> WHAT YOU SHOULD DO
Work out the count of lines in the entries below that include "false", and write only that count.
━━━━━ DATA FOR THIS EXERCISE
//! Translation of inbound messages into state store mutations
//!
//! Each known message type maps to one or more store actions. The
//! handlers are pure translations; anything that needs to know the
//! result of an action (e.g. which track is current after a queue
//! advance) re-reads the store after dispatching instead of relying on
//! a pre-dispatch snapshot.

use std::sync::Arc;

use crate::messages::{InboundPayload, Message, PlaybackStatus, ServerErrorPayload};
use crate::registry::{Subscription, SubscriptionRegistry};
use crate::store::{StateStore, StoreAction};
use crate::tracker::ErrorTracker;

/// Message types the dispatcher translates
const HANDLED_TYPES: &[&str] = &[
    "playback.position",
    "playback.track",
    "playback.status",
    "playback.volume",
    "queue.add",
    "queue.remove",
    "queue.advance",
    "settings.sync",
    "stream.started",
    "stream.ended",
    "error",
    "pong",
];

/// Routes decoded inbound messages to the state store
pub struct SyncDispatcher;

impl SyncDispatcher {
    /// Register the translation table with a subscription registry
    ///
    /// One subscription per handled type; the returned handles keep the
    /// registrations alive until explicitly unsubscribed.
    pub fn attach(registry: &SubscriptionRegistry, store: Arc<dyn StateStore>) -> Vec<Subscription> {
        Self::attach_subscriptions(registry, store, None)
    }

    /// Like [`Self::attach`], but decode failures and unroutable server
    /// errors are also recorded in the given tracker
    pub fn attach_with_tracker(
        registry: &SubscriptionRegistry,
        store: Arc<dyn StateStore>,
        tracker: Arc<ErrorTracker>,
    ) -> Vec<Subscription> {
        Self::attach_subscriptions(registry, store, Some(tracker))
    }

    fn attach_subscriptions(
        registry: &SubscriptionRegistry,
        store: Arc<dyn StateStore>,
        tracker: Option<Arc<ErrorTracker>>,
    ) -> Vec<Subscription> {
        HANDLED_TYPES
            .iter()
            .map(|message_type| {
                let store = Arc::clone(&store);
                let tracker = tracker.clone();
                registry.subscribe(*message_type, move |message| {
                    Self::apply_tracked(message, store.as_ref(), tracker.as_deref());
                })
            })
            .collect()
    }

    /// Translate one inbound message into store mutations
    pub fn apply(message: &Message, store: &dyn StateStore) {
        Self::apply_tracked(message, store, None);
    }

    fn apply_tracked(message: &Message, store: &dyn StateStore, tracker: Option<&ErrorTracker>) {
        let payload = match message.decode() {
            Ok(payload) => payload,
            Err(e) => {
                tracing::warn!(
                    message_type = %message.message_type,
                    correlation_id = %message.correlation_id,
                    error = %e,
                    "Dropping message with malformed payload"
                );
                if let Some(tracker) = tracker {
                    tracker.record_with_context(
                        "decode_message",
                        e.to_string(),
                        Some(message.message_type.clone()),
                    );
                }
                return;
            }
        };

        match payload {
            InboundPayload::PositionChanged(position) => {
                store.dispatch(StoreAction::SetPosition {
                    position_ms: position.position_ms,
                });
            }
            InboundPayload::TrackChanged(track) => {
                store.dispatch(StoreAction::SetTrack { track: track.track });
            }
            InboundPayload::StatusChanged(status) => Self::apply_status(status, store),
            InboundPayload::VolumeChanged(volume) => {
                store.dispatch(StoreAction::SetVolume(volume.volume));
            }
            InboundPayload::QueueAdded(track) => {
                store.dispatch(StoreAction::QueueAppend { track: track.track });
            }
            InboundPayload::QueueRemoved(index) => {
                store.dispatch(StoreAction::QueueRemove { index: index.index });
            }
            InboundPayload::QueueAdvanced => Self::apply_queue_advance(store),
            InboundPayload::SettingsSync(settings) => {
                store.dispatch(StoreAction::ApplySettings(settings));
            }
            InboundPayload::StreamStarted(started) => {
                store.dispatch(StoreAction::LoadTrack {
                    track_id: started.track_id,
                });
                store.dispatch(StoreAction::SetPlaying(true));
            }
            InboundPayload::StreamEnded => {
                store.dispatch(StoreAction::SetPlaying(false));
            }
            InboundPayload::ServerError(error) => Self::apply_server_error(error, store, tracker),
            InboundPayload::Pong(pong) => {
                tracing::trace!(server_time = pong.server_time, "Heartbeat acknowledged");
            }
            InboundPayload::Unrecognized { message_type } => {
                tracing::debug!(message_type = %message_type, "Ignoring unrecognized message type");
            }
        }
    }

    /// A status message batches several independent mutations
    fn apply_status(status: PlaybackStatus, store: &dyn StateStore) {
        store.dispatch(StoreAction::SetPlaying(status.is_playing));
        store.dispatch(StoreAction::SetPosition {
            position_ms: status.position_ms,
        });
        store.dispatch(StoreAction::SetVolume(status.volume));
        store.dispatch(StoreAction::SetMuted(status.is_muted));
        store.dispatch(StoreAction::SetShuffle(status.shuffle));
        store.dispatch(StoreAction::SetRepeat(status.repeat));
    }

    /// Advance the queue, then load whichever track is now current
    ///
    /// The current track after an advance is derived state: it must be
    /// re-read from the store after the advance applies. Reading it from
    /// a snapshot taken before the dispatch would load the wrong track.
    fn apply_queue_advance(store: &dyn StateStore) {
        store.dispatch(StoreAction::QueueAdvance);

        let after = store.snapshot();
        match after.current_track {
            Some(track) => store.dispatch(StoreAction::LoadTrack { track_id: track.id }),
            None => tracing::debug!("Queue advanced past the last track"),
        }
    }

    /// Route a protocol-level error to the store slice its context names
    fn apply_server_error(
        error: ServerErrorPayload,
        store: &dyn StateStore,
        tracker: Option<&ErrorTracker>,
    ) {
        match error.context.as_str() {
            "player" => store.dispatch(StoreAction::PlayerError {
                code: error.code,
                message: error.message,
            }),
            "library" => store.dispatch(StoreAction::LibraryError {
                code: error.code,
                message: error.message,
            }),
            "session" => store.dispatch(StoreAction::SessionError {
                code: error.code,
                message: error.message,
            }),
            other => {
                tracing::warn!(
                    context = %other,
                    code = %error.code,
                    message = %error.message,
                    "Server error with unrecognized context tag"
                );
                if let Some(tracker) = tracker {
                    tracker.record_with_context(
                        "server_error",
                        format!("{}: {}", error.code, error.message),
                        Some(other.to_string()),
                    );
                }
            }
        }
    }
}

#[cfg(test)]
mod tests {
    use super::*;
    use crate::messages::QueueTrack;
    use crate::store::PlayerSnapshot;
    use parking_lot::Mutex;
    use serde_json::json;

    /// Store stub with just enough reducer logic for queue-advance tests
    #[derive(Default)]
    struct StubStore {
        actions: Mutex<Vec<StoreAction>>,
        snapshot: Mutex<PlayerSnapshot>,
    }

    impl StubStore {
        fn with_queue(tracks: Vec<QueueTrack>) -> Self {
            let store = Self::default();
            {
                let mut snapshot = store.snapshot.lock();
                snapshot.current_track = tracks.first().cloned();
                snapshot.queue = tracks;
                snapshot.queue_index = 0;
            }
            store
        }

        fn actions(&self) -> Vec<StoreAction> {
            self.actions.lock().clone()
        }
    }

    impl StateStore for StubStore {
        fn dispatch(&self, action: StoreAction) {
            if action == StoreAction::QueueAdvance {
                let mut snapshot = self.snapshot.lock();
                snapshot.queue_index += 1;
                snapshot.current_track = snapshot.queue.get(snapshot.queue_index).cloned();
            }
            self.actions.lock().push(action);
        }

        fn snapshot(&self) -> PlayerSnapshot {
            self.snapshot.lock().clone()
        }
    }

    fn track(id: &str) -> QueueTrack {
        QueueTrack {
            id: id.to_string(),
            title: format!("Title {}", id),
            artist: "Artist".to_string(),
            duration_ms: 180_000,
        }
    }

    #[test]
    fn test_position_translation() {
        let store = StubStore::default();
        let msg = Message::new("playback.position", json!({ "position_ms": 42 }));

        SyncDispatcher::apply(&msg, &store);
        assert_eq!(
            store.actions(),
            vec![StoreAction::SetPosition { position_ms: 42 }]
        );
    }

    #[test]
    fn test_status_batches_mutations() {
        let store = StubStore::default();
        let msg = Message::new(
            "playback.status",
            json!({
                "is_playing": true,
                "position_ms": 100,
                "volume": 0.5,
                "is_muted": false,
                "shuffle": false,
                "repeat": "off"
            }),
        );

        SyncDispatcher::apply(&msg, &store);

        let actions = store.actions();
        assert_eq!(actions.len(), 6);
        assert!(actions.contains(&StoreAction::SetPlaying(true)));
        assert!(actions.contains(&StoreAction::SetPosition { position_ms: 100 }));
        assert!(actions.contains(&StoreAction::SetVolume(0.5)));
    }

    #[test]
    fn test_queue_advance_reads_state_after_dispatch() {
        let store = StubStore::with_queue(vec![track("a"), track("b"), track("c")]);
        let msg = Message::new("queue.advance", serde_json::Value::Null);

        SyncDispatcher::apply(&msg, &store);

        // The loaded track must be the one current *after* the advance,
        // not the one from the pre-dispatch snapshot.
        assert_eq!(
            store.actions(),
            vec![
                StoreAction::QueueAdvance,
                StoreAction::LoadTrack {
                    track_id: "b".to_string()
                },
            ]
        );
    }

    #[test]
    fn test_queue_advance_past_end_loads_nothing() {
        let store = StubStore::with_queue(vec![track("a")]);
        let msg = Message::new("queue.advance", serde_json::Value::Null);

        SyncDispatcher::apply(&msg, &store);
        assert_eq!(store.actions(), vec![StoreAction::QueueAdvance]);
    }

    #[test]
    fn test_settings_sync_translation() {
        let store = StubStore::default();
        let msg = Message::new(
            "settings.sync",
            json!({ "crossfade_enabled": true, "crossfade_duration": 2.5 }),
        );

        SyncDispatcher::apply(&msg, &store);
        assert_eq!(
            store.actions(),
            vec![StoreAction::ApplySettings(crate::messages::SyncedSettings {
                crossfade_enabled: Some(true),
                crossfade_duration: Some(2.5),
                gapless_enabled: None,
                normalize_volume: None,
            })]
        );
    }

    #[test]
    fn test_error_routing_by_context() {
        let store = StubStore::default();
        let msg = Message::new(
            "error",
            json!({ "context": "library", "code": "SCAN_FAILED", "message": "boom" }),
        );

        SyncDispatcher::apply(&msg, &store);
        assert_eq!(
            store.actions(),
            vec![StoreAction::LibraryError {
                code: "SCAN_FAILED".to_string(),
                message: "boom".to_string()
            }]
        );
    }

    #[test]
    fn test_unknown_error_context_only_logs() {
        let store = StubStore::default();
        let msg = Message::new(
            "error",
            json!({ "context": "telemetry", "code": "X", "message": "y" }),
        );

        SyncDispatcher::apply(&msg, &store);
        assert!(store.actions().is_empty());
    }

    #[test]
    fn test_malformed_payload_is_dropped() {
        let store = StubStore::default();
        let msg = Message::new("playback.position", json!({ "position_ms": "not-a-number" }));

        SyncDispatcher::apply(&msg, &store);
        assert!(store.actions().is_empty());
    }

    #[test]
    fn test_tracker_records_decode_and_unroutable_errors() {
        let registry = SubscriptionRegistry::new();
        let store: Arc<StubStore> = Arc::new(StubStore::default());
        let tracker = Arc::new(ErrorTracker::default());
        let _subs =
            SyncDispatcher::attach_with_tracker(&registry, store.clone(), Arc::clone(&tracker));

        registry.dispatch(&Message::new(
            "playback.position",
            json!({ "position_ms": "nope" }),
        ));
        registry.dispatch(&Message::new(
            "error",
            json!({ "context": "telemetry", "code": "X", "message": "y" }),
        ));

        assert!(store.actions().is_empty());
        assert_eq!(tracker.by_action("decode_message").len(), 1);

        let unroutable = tracker.by_action("server_error");
        assert_eq!(unroutable.len(), 1);
        assert_eq!(unroutable[0].context.as_deref(), Some("telemetry"));
    }

    #[test]
    fn test_attach_registers_all_handled_types() {
        let registry = SubscriptionRegistry::new();
        let store: Arc<StubStore> = Arc::new(StubStore::default());
        let subs = SyncDispatcher::attach(&registry, store.clone());

        assert_eq!(subs.len(), HANDLED_TYPES.len());

        registry.dispatch(&Message::new("playback.position", json!({ "position_ms": 7 })));
        assert_eq!(
            store.actions(),
            vec![StoreAction::SetPosition { position_ms: 7 }]
        );
    }
}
━━━━━━━━━━
> ANSWER TO THIS PROBLEM
3